YOUR ASSIGNMENT: Retype the whole listing below, character for character.
═══ RECORDS FOR THIS EXERCISE ═══
//! # chaintrain-registry -- Registration Orchestration
//!
//! Ties the chunker, blob store, Merkle builder, proof system and ledger into
//! the dataset registration pipeline, and serves the read side: catalog,
//! training, verification and lineage.
//!
//! ## Concurrency
//!
//! - At most one registration runs per `(content digest, chunk size)`.
//!   Duplicates wait on a keyed lock and then return the registered record.
//!   The ledger's idempotency on Merkle root is the second guard.
//! - Chunk uploads run on a `JoinSet` bounded by a semaphore. All
//!   acknowledgements are collected before the Merkle stage starts.
//! - Chunking, Merkle construction and proving run on the blocking pool.
//!   Proving polls the caller's `CancellationToken`.
//!
//! ## Persistence
//!
//! The [`Catalog`] keeps records in memory and writes them through to an
//! injected [`KeyValueStore`]. Catalog writes happen only after ledger
//! finality, so a failed or cancelled run leaves no dataset record.

pub mod catalog;
pub mod config;
pub mod error;
pub mod governance;
pub mod kv;
pub mod locks;
pub mod manifest;
pub mod pipeline;
pub mod registry;
pub mod store;
pub mod trainer;
pub mod verifier;

pub use catalog::Catalog;
pub use config::{RegistryConfig, DEFAULT_UPLOAD_CONCURRENCY};
pub use error::RegistryError;
pub use governance::GovernanceSummary;
pub use kv::{FileKv, KeyValueStore, KvError, MemoryKv};
pub use locks::KeyedLocks;
pub use manifest::{DatasetManifest, ManifestChunk};
pub use pipeline::{DatasetDownload, DatasetUpload, RegistrationOutcome};
pub use registry::{Registry, DEFAULT_RETAINED_RUNS};
pub use store::Store;
pub use trainer::{load_dataset_path, resolve_dataset_path, DatasetSource, TrainingOutcome};
pub use verifier::{DatasetVerification, ProofVerification, VerificationResult};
═══
SOLUTION TO THE PROBLEM:
//! # chaintrain-registry -- Registration Orchestration
//!
//! Ties the chunker, blob store, Merkle builder, proof system and ledger into
//! the dataset registration pipeline, and serves the read side: catalog,
//! training, verification and lineage.
//!
//! ## Concurrency
//!
//! - At most one registration runs per `(content digest, chunk size)`.
//!   Duplicates wait on a keyed lock and then return the registered record.
//!   The ledger's idempotency on Merkle root is the second guard.
//! - Chunk uploads run on a `JoinSet` bounded by a semaphore. All
//!   acknowledgements are collected before the Merkle stage starts.
//! - Chunking, Merkle construction and proving run on the blocking pool.
//!   Proving polls the caller's `CancellationToken`.
//!
//! ## Persistence
//!
//! The [`Catalog`] keeps records in memory and writes them through to an
//! injected [`KeyValueStore`]. Catalog writes happen only after ledger
//! finality, so a failed or cancelled run leaves no dataset record.

pub mod catalog;
pub mod config;
pub mod error;
pub mod governance;
pub mod kv;
pub mod locks;
pub mod manifest;
pub mod pipeline;
pub mod registry;
pub mod store;
pub mod trainer;
pub mod verifier;

pub use catalog::Catalog;
pub use config::{RegistryConfig, DEFAULT_UPLOAD_CONCURRENCY};
pub use error::RegistryError;
pub use governance::GovernanceSummary;
pub use kv::{FileKv, KeyValueStore, KvError, MemoryKv};
pub use locks::KeyedLocks;
pub use manifest::{DatasetManifest, ManifestChunk};
pub use pipeline::{DatasetDownload, DatasetUpload, RegistrationOutcome};
pub use registry::{Registry, DEFAULT_RETAINED_RUNS};
pub use store::Store;
pub use trainer::{load_dataset_path, resolve_dataset_path, DatasetSource, TrainingOutcome};
pub use verifier::{DatasetVerification, ProofVerification, VerificationResult};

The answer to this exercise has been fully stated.